Grade 3 students from W. L. McLeod Elementary collect water health data at Stoney Creek’s recently restored habitat on May 12.


Hiking through bush and forests, Grade 3 students from W. L. McLeod Elementary collect water health data at Stoney Creek’s recently restored habitat on May 12.

The field trip included observing weather conditions, collecting and identifying insects, as well as measuring the acidity, oxygen level, temperature, and the turbidity — cloudiness — of the creek.

It’s a continuation of the students’ learning about the endangered Nechako White sturgeon and their needs, through in-class lessons and visits to its conservation centre, explained Grade 3 teacher Patty Borek.

In addition to identifying the different factors that help make the Nechako River a healthy habitat for sturgeon, students studied the species’ eggs at different stages of its life cycle, Borek explained.

“They learn positive correlation between healthy habitat and healthy sturgeon,” she said, adding that it’s part of the dialogue to become good scientists and stewards of the land. “If this creek isn’t healthy, the river isn’t healthy.”

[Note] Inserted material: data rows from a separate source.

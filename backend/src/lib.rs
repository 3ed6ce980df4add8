//! # backend
//!
//! Adapters for the hosted backend-as-a-service consumed by the session
//! gate: typed environment config, the auth client (password sign-in, token
//! refresh, sign-out, session-change fan-out), and the completion-status
//! reader over the REST row API.

pub mod auth;
pub mod config;
pub mod status;
//! Reactive adapter: subscribes to the input sources and drives the gate.
//!
//! DESIGN
//! ======
//! Event subscription and the pure decision table are kept apart: this loop
//! only moves values between the collaborators and [`SessionGate`]; every
//! routing rule lives in `decision`. Status fetches run concurrently on a
//! separate task, stamped with the generation they were issued under, so a
//! session switch landing mid-flight wins and the stale result is dropped
//! when it arrives.
//!
//! ERROR HANDLING
//! ==============
//! A failed initial session lookup is fatal to deciding: the loop returns
//! the error and the caller keeps showing a loading state and may retry.
//! Fetch failures degrade to `complete = false` inside the gate. Redirect
//! loops are logged and suppressed; the loop itself keeps running.

#[cfg(test)]
#[path = "runner_test.rs"]
mod runner_test;

use std::sync::Arc;

use tokio::sync::mpsc;
use tokio::task::JoinHandle;
use tracing::{debug, error, info};
use uuid::Uuid;

use crate::error::{GateError, StatusKind};
use crate::providers::{AuthProvider, Navigator, ProviderError, StatusReader};
use crate::session::Session;
use crate::session_gate::SessionGate;

const RECHECK_QUEUE_CAPACITY: usize = 8;
const STATUS_QUEUE_CAPACITY: usize = 8;

/// Collaborators wired into a gate run.
pub struct GateDeps {
    pub auth: Arc<dyn AuthProvider>,
    pub status: Arc<dyn StatusReader>,
    pub navigator: Arc<dyn Navigator>,
}

/// Handle for poking a running gate from other components.
#[derive(Clone)]
pub struct GateHandle {
    recheck_tx: mpsc::Sender<()>,
}

impl GateHandle {
    /// Ask the gate to re-fetch both completion flags, e.g. after an
    /// onboarding form was submitted and the remote flag flipped.
    pub async fn recheck(&self) {
        let _ = self.recheck_tx.send(()).await;
    }
}

struct StatusUpdate {
    kind: StatusKind,
    generation: u64,
    result: Result<bool, ProviderError>,
}

/// Spawn the gate loop onto the runtime.
///
/// Returns the recheck handle and the join handle; the loop runs until the
/// auth provider's event stream closes.
#[must_use]
pub fn spawn_gate(deps: GateDeps) -> (GateHandle, JoinHandle<Result<(), GateError>>) {
    let (recheck_tx, recheck_rx) = mpsc::channel(RECHECK_QUEUE_CAPACITY);
    let join = tokio::spawn(run_gate(deps, recheck_rx));
    (GateHandle { recheck_tx }, join)
}

/// Drive the gate until the auth provider's event stream closes.
///
/// # Errors
///
/// Returns [`GateError::SessionLookup`] when the initial session lookup
/// fails; nothing has been redirected at that point and the caller may
/// retry with a fresh call.
pub async fn run_gate(deps: GateDeps, mut recheck_rx: mpsc::Receiver<()>) -> Result<(), GateError> {
    let mut gate = SessionGate::new();
    // Subscribe before the one-shot lookup so a login landing in between is
    // not lost; a duplicate value coalesces through the same-user check.
    let mut sessions = deps.auth.subscribe().await;
    let (status_tx, mut status_rx) = mpsc::channel::<StatusUpdate>(STATUS_QUEUE_CAPACITY);

    let initial = deps.auth.current_session().await.map_err(GateError::SessionLookup)?;
    handle_session(&mut gate, &deps, &status_tx, initial);
    evaluate(&mut gate, &deps);

    loop {
        tokio::select! {
            next = sessions.recv() => {
                let Some(next) = next else { break };
                handle_session(&mut gate, &deps, &status_tx, next);
                evaluate(&mut gate, &deps);
            }
            Some(()) = recheck_rx.recv() => {
                if let Some(user_id) = gate.user_id() {
                    debug!(%user_id, "recheck requested");
                    spawn_status_fetch(Arc::clone(&deps.status), user_id, gate.generation(), status_tx.clone());
                }
            }
            Some(update) = status_rx.recv() => {
                apply_status(&mut gate, update);
                evaluate(&mut gate, &deps);
            }
        }
    }

    info!("session stream closed; gate loop ending");
    Ok(())
}

fn handle_session(
    gate: &mut SessionGate,
    deps: &GateDeps,
    status_tx: &mpsc::Sender<StatusUpdate>,
    next: Option<Session>,
) {
    let change = gate.apply_session(next);
    if !change.user_changed {
        return;
    }
    match gate.user_id() {
        Some(user_id) => {
            info!(%user_id, "session user changed; refreshing completion status");
            spawn_status_fetch(Arc::clone(&deps.status), user_id, change.generation, status_tx.clone());
        }
        None => info!("session ended"),
    }
}

fn spawn_status_fetch(
    status: Arc<dyn StatusReader>,
    user_id: Uuid,
    generation: u64,
    tx: mpsc::Sender<StatusUpdate>,
) {
    tokio::spawn(async move {
        // Independent reads keyed by the same user id; issue both at once.
        let (profile, investment) =
            tokio::join!(status.profile_status(user_id), status.investment_status(user_id));
        let _ = tx
            .send(StatusUpdate { kind: StatusKind::Profile, generation, result: profile })
            .await;
        let _ = tx
            .send(StatusUpdate { kind: StatusKind::Investment, generation, result: investment })
            .await;
    });
}

fn apply_status(gate: &mut SessionGate, update: StatusUpdate) {
    // Stale generations and fetch errors are handled (and logged) inside
    // the gate; nothing to propagate here.
    let _ = match update.kind {
        StatusKind::Profile => gate.apply_profile_status(update.generation, update.result),
        StatusKind::Investment => gate.apply_investment_status(update.generation, update.result),
    };
}

fn evaluate(gate: &mut SessionGate, deps: &GateDeps) {
    match gate.evaluate(deps.navigator.as_ref()) {
        Ok(target) => debug!(%target, "gate evaluated"),
        Err(e) => error!(error = %e, "gate evaluation suppressed a redirect"),
    }
}
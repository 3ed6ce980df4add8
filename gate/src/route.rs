//! Route groups, onboarding steps, and gate targets.

#[cfg(test)]
#[path = "route_test.rs"]
mod route_test;

use serde::{Deserialize, Serialize};

/// Top-level navigation partition gating which screens are reachable.
#[derive(Clone, Copy, Debug, PartialEq, Eq, Serialize, Deserialize)]
#[serde(rename_all = "lowercase")]
pub enum RouteGroup {
    Auth,
    Onboarding,
    App,
}

impl RouteGroup {
    #[must_use]
    pub fn as_str(self) -> &'static str {
        match self {
            Self::Auth => "auth",
            Self::Onboarding => "onboarding",
            Self::App => "app",
        }
    }
}

impl std::fmt::Display for RouteGroup {
    fn fmt(&self, f: &mut std::fmt::Formatter<'_>) -> std::fmt::Result {
        f.write_str(self.as_str())
    }
}

/// Error returned when parsing a route group from text.
#[derive(Debug, thiserror::Error)]
#[error("unknown route group: {0}")]
pub struct ParseRouteGroupError(String);

impl std::str::FromStr for RouteGroup {
    type Err = ParseRouteGroupError;

    fn from_str(s: &str) -> Result<Self, Self::Err> {
        match s.trim().to_ascii_lowercase().as_str() {
            "auth" => Ok(Self::Auth),
            "onboarding" => Ok(Self::Onboarding),
            "app" => Ok(Self::App),
            other => Err(ParseRouteGroupError(other.to_owned())),
        }
    }
}

/// Onboarding sub-destination within the `Onboarding` route group.
#[derive(Clone, Copy, Debug, PartialEq, Eq, Serialize, Deserialize)]
#[serde(rename_all = "lowercase")]
pub enum OnboardingStep {
    Profile,
    Investment,
}

impl OnboardingStep {
    #[must_use]
    pub fn as_str(self) -> &'static str {
        match self {
            Self::Profile => "profile",
            Self::Investment => "investment",
        }
    }
}

impl std::fmt::Display for OnboardingStep {
    fn fmt(&self, f: &mut std::fmt::Formatter<'_>) -> std::fmt::Result {
        f.write_str(self.as_str())
    }
}

/// State-machine position computed by the decision table.
///
/// `Loading` is the pre-initialisation state and never maps to a redirect;
/// the other variants correspond one-to-one with where the client should be.
#[derive(Clone, Copy, Debug, PartialEq, Eq)]
pub enum GateTarget {
    Loading,
    Auth,
    Onboarding(OnboardingStep),
    App,
}

impl GateTarget {
    /// Route group this target lives in. `None` while still loading.
    #[must_use]
    pub fn route_group(self) -> Option<RouteGroup> {
        match self {
            Self::Loading => None,
            Self::Auth => Some(RouteGroup::Auth),
            Self::Onboarding(_) => Some(RouteGroup::Onboarding),
            Self::App => Some(RouteGroup::App),
        }
    }

    /// Redirect intent that moves the client to this target.
    #[must_use]
    pub fn redirect(self) -> Option<Redirect> {
        match self {
            Self::Loading => None,
            Self::Auth => Some(Redirect { group: RouteGroup::Auth, step: None }),
            Self::Onboarding(step) => Some(Redirect { group: RouteGroup::Onboarding, step: Some(step) }),
            Self::App => Some(Redirect { group: RouteGroup::App, step: None }),
        }
    }
}

impl std::fmt::Display for GateTarget {
    fn fmt(&self, f: &mut std::fmt::Formatter<'_>) -> std::fmt::Result {
        match self {
            Self::Loading => f.write_str("loading"),
            Self::Auth => f.write_str("auth"),
            Self::Onboarding(step) => write!(f, "onboarding:{step}"),
            Self::App => f.write_str("app"),
        }
    }
}

/// Redirect intent handed to the navigation collaborator.
#[derive(Clone, Copy, Debug, PartialEq, Eq, Serialize)]
pub struct Redirect {
    pub group: RouteGroup,
    pub step: Option<OnboardingStep>,
}
use super::*;

fn vars(
    url: Option<&str>,
    key: Option<&str>,
    request: Option<&str>,
    connect: Option<&str>,
) -> Result<BackendConfig, ConfigError> {
    BackendConfig::from_vars(
        url.map(ToOwned::to_owned),
        key.map(ToOwned::to_owned),
        request.map(ToOwned::to_owned),
        connect.map(ToOwned::to_owned),
    )
}

#[test]
fn minimal_vars_use_default_timeouts() {
    let cfg = vars(Some("https://backend.example.test"), Some("public-key"), None, None).unwrap();
    assert_eq!(cfg.base_url, "https://backend.example.test");
    assert_eq!(cfg.api_key, "public-key");
    assert_eq!(cfg.request_timeout_secs, DEFAULT_REQUEST_TIMEOUT_SECS);
    assert_eq!(cfg.connect_timeout_secs, DEFAULT_CONNECT_TIMEOUT_SECS);
}

#[test]
fn trailing_slash_is_trimmed() {
    let cfg = vars(Some("https://backend.example.test/"), Some("k"), None, None).unwrap();
    assert_eq!(cfg.base_url, "https://backend.example.test");
}

#[test]
fn timeout_overrides_parse() {
    let cfg = vars(Some("http://localhost:54321"), Some("k"), Some("42"), Some("7")).unwrap();
    assert_eq!(cfg.request_timeout_secs, 42);
    assert_eq!(cfg.connect_timeout_secs, 7);
}

#[test]
fn garbage_timeouts_fall_back_to_defaults() {
    let cfg = vars(Some("http://localhost:54321"), Some("k"), Some("soon"), Some("")).unwrap();
    assert_eq!(cfg.request_timeout_secs, DEFAULT_REQUEST_TIMEOUT_SECS);
    assert_eq!(cfg.connect_timeout_secs, DEFAULT_CONNECT_TIMEOUT_SECS);
}

#[test]
fn missing_url_errors() {
    let err = vars(None, Some("k"), None, None).unwrap_err();
    assert!(err.to_string().contains("BACKEND_URL"));
}

#[test]
fn missing_api_key_errors() {
    let err = vars(Some("https://backend.example.test"), None, None, None).unwrap_err();
    assert!(err.to_string().contains("BACKEND_API_KEY"));
}

#[test]
fn schemeless_url_errors() {
    let err = vars(Some("backend.example.test"), Some("k"), None, None).unwrap_err();
    assert!(matches!(err, ConfigError::Invalid { var: "BACKEND_URL", .. }));
}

Practising the use of magnifying glasses to identify insects, students are exposed to the idea of tolerant and non-tolerant species that provide a food source for sturgeon.

“It starts at this stage, then you have them engaged and excited all throughout their school years [about conserving the endangered species,]” she said.

Students will visit the site again this month to collect more data, and a composite of the gathered information will eventually be presented to the Nechako White Sturgeon Recovery Initiative.